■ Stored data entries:

————————

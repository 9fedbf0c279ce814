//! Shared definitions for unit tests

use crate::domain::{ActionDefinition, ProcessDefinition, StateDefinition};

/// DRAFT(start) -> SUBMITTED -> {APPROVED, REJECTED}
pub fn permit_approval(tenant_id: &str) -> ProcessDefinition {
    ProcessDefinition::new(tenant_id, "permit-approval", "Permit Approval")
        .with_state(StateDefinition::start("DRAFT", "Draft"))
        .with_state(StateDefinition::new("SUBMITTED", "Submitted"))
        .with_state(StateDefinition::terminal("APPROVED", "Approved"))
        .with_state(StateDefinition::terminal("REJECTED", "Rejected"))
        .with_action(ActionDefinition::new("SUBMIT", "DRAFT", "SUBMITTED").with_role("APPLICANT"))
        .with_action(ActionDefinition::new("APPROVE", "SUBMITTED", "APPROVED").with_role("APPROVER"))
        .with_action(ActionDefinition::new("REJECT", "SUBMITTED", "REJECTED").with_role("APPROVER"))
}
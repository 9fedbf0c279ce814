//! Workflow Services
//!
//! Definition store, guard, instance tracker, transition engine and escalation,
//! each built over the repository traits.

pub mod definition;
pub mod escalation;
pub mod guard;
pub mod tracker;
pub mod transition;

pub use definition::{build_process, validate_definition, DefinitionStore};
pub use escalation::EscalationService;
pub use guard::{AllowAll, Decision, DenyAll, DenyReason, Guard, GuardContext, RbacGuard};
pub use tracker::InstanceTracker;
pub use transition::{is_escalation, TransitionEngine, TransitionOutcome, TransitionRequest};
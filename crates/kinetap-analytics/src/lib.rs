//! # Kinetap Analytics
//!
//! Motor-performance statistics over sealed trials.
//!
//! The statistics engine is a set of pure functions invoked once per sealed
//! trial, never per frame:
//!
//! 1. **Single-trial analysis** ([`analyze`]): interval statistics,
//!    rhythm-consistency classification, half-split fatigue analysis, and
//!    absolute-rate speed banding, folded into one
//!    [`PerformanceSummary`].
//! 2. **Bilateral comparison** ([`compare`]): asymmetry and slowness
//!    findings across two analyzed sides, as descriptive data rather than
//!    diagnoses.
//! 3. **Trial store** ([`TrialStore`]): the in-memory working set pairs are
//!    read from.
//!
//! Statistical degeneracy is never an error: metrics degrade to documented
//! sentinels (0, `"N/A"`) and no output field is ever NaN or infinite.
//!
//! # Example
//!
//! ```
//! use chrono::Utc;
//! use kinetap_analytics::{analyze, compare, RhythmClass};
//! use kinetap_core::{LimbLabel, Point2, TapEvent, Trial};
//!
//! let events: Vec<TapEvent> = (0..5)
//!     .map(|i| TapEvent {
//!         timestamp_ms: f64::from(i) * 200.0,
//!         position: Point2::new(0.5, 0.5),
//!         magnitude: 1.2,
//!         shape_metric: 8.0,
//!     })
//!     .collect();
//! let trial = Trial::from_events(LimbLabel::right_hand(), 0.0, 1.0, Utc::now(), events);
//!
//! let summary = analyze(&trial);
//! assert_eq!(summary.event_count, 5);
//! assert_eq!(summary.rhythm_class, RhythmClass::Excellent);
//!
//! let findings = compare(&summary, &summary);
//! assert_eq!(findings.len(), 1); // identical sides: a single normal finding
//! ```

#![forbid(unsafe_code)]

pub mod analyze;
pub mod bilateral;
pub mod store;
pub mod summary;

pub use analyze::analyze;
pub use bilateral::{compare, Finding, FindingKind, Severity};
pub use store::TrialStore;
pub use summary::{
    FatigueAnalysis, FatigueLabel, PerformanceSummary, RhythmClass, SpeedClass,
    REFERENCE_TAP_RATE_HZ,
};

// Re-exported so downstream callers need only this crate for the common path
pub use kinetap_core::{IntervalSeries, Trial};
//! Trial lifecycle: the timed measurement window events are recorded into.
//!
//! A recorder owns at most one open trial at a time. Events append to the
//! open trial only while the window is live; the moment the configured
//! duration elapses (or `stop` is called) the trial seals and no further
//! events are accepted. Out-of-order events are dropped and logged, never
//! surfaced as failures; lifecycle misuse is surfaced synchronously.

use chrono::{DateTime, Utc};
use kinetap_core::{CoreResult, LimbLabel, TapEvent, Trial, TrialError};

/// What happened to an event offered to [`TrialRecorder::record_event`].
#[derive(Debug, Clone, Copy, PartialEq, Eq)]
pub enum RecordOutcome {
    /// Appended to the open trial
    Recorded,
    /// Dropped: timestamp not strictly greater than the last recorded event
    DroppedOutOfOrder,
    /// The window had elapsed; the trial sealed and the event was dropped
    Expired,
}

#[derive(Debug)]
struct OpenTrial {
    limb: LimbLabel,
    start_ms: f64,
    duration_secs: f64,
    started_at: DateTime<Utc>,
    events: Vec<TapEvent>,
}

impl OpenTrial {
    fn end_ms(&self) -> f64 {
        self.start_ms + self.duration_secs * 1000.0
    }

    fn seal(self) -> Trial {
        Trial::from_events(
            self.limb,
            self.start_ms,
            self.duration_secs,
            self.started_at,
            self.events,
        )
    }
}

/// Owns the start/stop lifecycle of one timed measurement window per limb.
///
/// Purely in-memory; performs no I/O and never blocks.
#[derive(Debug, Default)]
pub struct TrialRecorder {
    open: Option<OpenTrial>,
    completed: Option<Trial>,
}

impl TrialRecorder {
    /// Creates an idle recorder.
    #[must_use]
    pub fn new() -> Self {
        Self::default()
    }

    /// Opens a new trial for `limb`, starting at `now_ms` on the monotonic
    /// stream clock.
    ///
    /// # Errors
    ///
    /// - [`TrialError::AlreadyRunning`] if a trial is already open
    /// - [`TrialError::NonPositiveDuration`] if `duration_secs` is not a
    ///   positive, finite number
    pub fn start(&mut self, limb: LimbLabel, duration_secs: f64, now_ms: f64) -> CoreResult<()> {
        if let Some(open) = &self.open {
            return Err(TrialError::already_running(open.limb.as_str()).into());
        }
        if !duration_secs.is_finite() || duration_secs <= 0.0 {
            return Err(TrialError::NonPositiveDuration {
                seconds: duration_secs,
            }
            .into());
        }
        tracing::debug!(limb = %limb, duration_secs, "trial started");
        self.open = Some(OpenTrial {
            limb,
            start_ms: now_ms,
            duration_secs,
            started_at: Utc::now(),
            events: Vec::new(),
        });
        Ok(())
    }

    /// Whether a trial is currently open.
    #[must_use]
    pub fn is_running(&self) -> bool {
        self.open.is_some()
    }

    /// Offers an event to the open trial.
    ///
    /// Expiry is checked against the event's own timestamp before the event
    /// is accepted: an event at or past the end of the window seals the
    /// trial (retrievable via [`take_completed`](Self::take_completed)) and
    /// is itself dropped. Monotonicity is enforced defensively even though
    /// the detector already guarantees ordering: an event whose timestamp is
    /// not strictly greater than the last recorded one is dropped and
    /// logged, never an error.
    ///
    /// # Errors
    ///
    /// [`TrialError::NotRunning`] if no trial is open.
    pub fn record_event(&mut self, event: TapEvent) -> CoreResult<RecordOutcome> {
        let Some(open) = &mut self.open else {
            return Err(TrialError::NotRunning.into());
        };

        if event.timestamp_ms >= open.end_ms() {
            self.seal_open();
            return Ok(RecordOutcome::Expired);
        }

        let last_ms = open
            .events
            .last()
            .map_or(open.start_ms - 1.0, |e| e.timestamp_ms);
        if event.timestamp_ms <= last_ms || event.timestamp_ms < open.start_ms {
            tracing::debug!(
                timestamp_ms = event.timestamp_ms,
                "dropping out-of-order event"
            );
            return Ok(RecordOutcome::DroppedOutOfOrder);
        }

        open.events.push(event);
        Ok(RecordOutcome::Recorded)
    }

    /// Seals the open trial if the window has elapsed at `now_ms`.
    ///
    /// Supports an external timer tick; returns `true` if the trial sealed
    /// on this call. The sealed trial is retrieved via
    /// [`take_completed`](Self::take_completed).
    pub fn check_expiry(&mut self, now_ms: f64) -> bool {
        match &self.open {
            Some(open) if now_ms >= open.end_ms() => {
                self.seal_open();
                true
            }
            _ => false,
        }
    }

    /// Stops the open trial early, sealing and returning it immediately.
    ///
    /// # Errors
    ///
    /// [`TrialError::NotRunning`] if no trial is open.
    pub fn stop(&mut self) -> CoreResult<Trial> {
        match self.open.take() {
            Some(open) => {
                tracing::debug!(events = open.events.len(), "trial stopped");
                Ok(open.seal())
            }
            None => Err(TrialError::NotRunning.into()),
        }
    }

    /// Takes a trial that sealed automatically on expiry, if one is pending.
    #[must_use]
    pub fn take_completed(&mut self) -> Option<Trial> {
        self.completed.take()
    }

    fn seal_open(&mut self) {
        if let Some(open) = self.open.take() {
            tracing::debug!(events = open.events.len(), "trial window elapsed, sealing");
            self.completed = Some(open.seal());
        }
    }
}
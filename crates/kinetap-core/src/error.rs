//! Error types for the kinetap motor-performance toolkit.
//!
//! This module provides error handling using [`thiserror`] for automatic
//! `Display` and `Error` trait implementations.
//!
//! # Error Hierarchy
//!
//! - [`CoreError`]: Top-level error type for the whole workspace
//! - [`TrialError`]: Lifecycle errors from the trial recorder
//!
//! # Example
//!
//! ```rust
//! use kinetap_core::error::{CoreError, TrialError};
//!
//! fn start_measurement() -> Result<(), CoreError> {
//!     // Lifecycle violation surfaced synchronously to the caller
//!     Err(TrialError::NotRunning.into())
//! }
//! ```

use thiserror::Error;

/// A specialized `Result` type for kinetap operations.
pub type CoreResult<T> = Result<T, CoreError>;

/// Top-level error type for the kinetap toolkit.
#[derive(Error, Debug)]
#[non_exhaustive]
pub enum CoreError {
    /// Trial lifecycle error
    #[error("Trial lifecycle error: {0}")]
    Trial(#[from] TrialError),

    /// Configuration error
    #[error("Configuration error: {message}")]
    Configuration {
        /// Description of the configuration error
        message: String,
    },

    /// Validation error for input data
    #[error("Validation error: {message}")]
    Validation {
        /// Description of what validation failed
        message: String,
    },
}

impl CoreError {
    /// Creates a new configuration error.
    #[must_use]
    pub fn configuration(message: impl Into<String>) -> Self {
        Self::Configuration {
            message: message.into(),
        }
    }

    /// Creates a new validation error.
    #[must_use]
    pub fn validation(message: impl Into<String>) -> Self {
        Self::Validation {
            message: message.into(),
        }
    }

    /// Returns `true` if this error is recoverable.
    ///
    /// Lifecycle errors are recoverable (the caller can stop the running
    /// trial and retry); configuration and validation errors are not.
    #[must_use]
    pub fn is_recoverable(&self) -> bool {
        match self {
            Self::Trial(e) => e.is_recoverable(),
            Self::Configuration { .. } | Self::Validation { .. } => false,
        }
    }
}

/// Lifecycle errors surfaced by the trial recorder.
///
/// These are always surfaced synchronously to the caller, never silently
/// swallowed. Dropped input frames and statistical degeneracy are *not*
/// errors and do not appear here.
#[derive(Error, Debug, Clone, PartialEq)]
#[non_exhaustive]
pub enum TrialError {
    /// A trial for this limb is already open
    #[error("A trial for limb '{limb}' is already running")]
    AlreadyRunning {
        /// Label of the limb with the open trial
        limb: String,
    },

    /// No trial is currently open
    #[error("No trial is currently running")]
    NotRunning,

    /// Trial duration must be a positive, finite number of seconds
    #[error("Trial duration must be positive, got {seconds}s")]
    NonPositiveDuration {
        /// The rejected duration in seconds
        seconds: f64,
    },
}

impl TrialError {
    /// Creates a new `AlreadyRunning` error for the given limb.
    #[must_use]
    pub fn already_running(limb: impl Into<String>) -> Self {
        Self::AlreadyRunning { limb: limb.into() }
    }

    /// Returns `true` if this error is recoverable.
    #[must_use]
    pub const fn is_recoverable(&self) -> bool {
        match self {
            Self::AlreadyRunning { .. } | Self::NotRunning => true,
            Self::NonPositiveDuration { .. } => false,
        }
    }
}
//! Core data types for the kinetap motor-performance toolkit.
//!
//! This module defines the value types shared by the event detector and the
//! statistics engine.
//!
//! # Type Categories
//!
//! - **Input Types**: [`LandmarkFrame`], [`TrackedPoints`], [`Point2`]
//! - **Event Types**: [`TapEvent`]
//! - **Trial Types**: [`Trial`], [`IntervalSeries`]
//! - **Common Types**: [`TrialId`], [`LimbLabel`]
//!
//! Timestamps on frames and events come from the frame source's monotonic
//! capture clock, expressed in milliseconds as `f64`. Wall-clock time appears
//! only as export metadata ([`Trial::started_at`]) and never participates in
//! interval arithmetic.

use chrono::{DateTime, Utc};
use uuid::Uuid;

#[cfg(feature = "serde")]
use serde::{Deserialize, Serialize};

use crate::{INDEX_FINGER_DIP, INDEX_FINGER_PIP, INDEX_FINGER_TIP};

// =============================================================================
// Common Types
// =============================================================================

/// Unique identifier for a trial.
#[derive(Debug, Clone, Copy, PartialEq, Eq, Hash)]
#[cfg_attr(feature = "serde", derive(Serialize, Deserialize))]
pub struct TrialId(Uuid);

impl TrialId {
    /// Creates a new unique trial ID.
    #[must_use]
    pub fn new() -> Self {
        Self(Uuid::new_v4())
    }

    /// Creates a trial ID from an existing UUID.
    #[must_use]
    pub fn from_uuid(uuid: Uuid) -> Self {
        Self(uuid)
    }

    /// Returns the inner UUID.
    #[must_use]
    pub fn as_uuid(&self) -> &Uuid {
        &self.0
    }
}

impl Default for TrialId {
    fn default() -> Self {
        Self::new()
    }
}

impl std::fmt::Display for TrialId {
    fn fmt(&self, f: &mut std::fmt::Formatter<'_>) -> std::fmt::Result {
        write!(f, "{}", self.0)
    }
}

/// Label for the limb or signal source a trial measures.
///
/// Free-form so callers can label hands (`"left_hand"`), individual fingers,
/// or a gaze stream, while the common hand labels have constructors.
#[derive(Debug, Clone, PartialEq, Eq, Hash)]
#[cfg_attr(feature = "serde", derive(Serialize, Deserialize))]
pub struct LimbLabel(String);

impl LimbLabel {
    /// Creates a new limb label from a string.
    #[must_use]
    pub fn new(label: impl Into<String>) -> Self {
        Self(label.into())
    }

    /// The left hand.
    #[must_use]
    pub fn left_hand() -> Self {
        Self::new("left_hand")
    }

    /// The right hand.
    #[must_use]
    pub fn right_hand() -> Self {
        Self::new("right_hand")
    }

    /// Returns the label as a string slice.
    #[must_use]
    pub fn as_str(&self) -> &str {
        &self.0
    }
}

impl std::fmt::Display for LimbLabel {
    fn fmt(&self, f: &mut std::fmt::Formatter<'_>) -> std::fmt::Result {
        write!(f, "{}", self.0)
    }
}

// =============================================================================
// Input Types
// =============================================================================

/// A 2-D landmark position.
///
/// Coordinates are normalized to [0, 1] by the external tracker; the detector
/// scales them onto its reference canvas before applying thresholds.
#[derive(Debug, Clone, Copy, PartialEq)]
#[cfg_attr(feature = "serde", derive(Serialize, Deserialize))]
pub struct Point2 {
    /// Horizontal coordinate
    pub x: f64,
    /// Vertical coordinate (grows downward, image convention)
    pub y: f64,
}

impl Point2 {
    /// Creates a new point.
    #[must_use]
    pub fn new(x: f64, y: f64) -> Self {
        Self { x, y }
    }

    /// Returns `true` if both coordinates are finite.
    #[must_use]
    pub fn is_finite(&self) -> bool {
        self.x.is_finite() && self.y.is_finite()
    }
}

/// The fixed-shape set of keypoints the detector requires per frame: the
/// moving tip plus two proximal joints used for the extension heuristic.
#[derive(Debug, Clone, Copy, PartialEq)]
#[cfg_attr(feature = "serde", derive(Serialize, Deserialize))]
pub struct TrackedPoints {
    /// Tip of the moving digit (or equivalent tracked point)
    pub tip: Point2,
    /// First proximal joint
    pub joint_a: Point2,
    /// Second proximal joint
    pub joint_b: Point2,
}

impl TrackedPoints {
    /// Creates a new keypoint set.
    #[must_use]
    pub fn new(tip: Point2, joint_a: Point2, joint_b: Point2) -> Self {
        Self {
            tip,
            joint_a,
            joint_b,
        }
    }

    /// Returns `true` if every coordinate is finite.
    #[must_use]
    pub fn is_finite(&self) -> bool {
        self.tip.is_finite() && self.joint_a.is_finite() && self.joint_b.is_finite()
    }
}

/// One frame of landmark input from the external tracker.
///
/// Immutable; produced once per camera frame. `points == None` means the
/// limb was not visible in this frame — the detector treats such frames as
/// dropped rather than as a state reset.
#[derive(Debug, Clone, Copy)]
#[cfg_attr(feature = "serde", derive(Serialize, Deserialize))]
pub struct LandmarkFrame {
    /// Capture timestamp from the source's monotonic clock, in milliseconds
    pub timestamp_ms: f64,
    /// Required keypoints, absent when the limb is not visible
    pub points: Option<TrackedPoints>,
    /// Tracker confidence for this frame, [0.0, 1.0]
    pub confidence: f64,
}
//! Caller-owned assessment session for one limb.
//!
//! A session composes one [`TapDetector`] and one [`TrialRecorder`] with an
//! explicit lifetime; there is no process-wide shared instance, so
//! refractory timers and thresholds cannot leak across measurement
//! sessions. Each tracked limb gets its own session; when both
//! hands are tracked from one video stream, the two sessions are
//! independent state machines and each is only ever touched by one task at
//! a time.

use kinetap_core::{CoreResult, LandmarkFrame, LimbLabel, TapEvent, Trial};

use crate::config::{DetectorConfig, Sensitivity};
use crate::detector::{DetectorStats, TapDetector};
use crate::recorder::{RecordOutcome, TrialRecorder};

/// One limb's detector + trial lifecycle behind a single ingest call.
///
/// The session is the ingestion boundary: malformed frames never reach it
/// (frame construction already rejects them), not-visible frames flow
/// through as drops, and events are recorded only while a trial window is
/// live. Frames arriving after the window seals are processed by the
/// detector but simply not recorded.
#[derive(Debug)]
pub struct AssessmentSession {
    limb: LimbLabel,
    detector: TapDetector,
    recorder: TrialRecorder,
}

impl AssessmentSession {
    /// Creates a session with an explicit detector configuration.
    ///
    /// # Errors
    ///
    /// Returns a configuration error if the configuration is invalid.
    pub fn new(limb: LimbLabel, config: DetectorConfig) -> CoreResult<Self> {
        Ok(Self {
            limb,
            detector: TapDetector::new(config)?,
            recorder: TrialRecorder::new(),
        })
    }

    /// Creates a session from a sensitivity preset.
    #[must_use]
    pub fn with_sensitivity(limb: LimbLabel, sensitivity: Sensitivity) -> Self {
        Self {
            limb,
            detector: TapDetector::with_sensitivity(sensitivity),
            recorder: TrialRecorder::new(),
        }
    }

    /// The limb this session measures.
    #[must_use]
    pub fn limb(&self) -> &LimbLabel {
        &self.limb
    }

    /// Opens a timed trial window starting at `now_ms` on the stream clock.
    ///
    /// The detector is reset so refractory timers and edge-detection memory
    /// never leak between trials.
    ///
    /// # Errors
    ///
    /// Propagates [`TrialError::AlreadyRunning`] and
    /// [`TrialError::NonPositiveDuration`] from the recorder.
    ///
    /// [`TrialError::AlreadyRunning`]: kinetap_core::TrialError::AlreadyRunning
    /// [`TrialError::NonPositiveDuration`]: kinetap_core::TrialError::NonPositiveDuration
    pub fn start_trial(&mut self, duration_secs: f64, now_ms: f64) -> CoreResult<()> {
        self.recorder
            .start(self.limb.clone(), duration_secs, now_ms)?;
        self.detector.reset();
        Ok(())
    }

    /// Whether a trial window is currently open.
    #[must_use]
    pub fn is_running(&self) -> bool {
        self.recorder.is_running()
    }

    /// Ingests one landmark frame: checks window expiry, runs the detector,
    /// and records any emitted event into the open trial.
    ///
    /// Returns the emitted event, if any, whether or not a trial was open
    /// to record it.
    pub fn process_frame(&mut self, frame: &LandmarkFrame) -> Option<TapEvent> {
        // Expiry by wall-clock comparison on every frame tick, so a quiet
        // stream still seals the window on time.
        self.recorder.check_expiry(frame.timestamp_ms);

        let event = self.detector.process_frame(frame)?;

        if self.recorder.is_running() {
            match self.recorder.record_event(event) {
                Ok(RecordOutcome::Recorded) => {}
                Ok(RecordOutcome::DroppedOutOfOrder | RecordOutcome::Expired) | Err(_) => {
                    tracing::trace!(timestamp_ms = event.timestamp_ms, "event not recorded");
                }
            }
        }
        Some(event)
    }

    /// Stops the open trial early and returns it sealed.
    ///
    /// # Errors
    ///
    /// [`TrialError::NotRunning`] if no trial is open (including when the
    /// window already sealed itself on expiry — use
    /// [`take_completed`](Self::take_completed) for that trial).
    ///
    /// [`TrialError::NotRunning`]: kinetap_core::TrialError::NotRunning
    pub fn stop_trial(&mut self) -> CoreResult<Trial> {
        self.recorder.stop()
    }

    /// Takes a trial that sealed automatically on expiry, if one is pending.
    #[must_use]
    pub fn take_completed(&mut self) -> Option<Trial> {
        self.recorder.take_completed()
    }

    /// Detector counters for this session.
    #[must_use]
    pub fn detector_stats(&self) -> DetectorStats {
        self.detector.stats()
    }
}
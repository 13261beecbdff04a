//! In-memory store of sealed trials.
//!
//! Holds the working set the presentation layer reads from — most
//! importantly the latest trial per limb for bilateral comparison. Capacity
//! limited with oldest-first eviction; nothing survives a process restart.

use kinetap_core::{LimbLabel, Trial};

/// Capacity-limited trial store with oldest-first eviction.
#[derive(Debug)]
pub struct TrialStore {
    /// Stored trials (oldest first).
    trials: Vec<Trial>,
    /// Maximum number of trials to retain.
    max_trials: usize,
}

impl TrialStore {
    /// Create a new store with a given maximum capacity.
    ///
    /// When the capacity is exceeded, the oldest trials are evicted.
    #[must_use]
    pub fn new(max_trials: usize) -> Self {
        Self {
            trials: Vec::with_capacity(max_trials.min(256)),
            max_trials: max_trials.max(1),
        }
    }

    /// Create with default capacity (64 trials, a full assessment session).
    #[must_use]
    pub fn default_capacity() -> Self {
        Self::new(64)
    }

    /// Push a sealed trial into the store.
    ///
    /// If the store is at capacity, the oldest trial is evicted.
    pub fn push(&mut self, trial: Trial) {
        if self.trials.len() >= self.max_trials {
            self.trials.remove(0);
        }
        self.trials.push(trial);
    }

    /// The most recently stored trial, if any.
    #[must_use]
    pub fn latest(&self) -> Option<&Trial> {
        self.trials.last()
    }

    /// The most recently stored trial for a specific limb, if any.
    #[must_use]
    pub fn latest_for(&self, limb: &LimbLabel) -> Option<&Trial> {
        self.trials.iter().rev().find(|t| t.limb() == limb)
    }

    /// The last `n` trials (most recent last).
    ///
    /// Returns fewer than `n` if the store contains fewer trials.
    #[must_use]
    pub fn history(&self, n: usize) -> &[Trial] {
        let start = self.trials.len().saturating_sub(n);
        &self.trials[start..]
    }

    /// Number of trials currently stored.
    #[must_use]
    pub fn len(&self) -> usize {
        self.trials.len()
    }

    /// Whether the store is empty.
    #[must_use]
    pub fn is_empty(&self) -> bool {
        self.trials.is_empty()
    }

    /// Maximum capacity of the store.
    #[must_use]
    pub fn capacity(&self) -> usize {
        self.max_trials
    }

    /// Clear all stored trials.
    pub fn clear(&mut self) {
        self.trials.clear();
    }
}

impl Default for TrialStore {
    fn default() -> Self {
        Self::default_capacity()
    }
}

————————

■ ACTION ITEM: Whenever a line in the preceding entries includes the word "moving", count it, and state the total alone.

■ YOUR RESPONSE: 2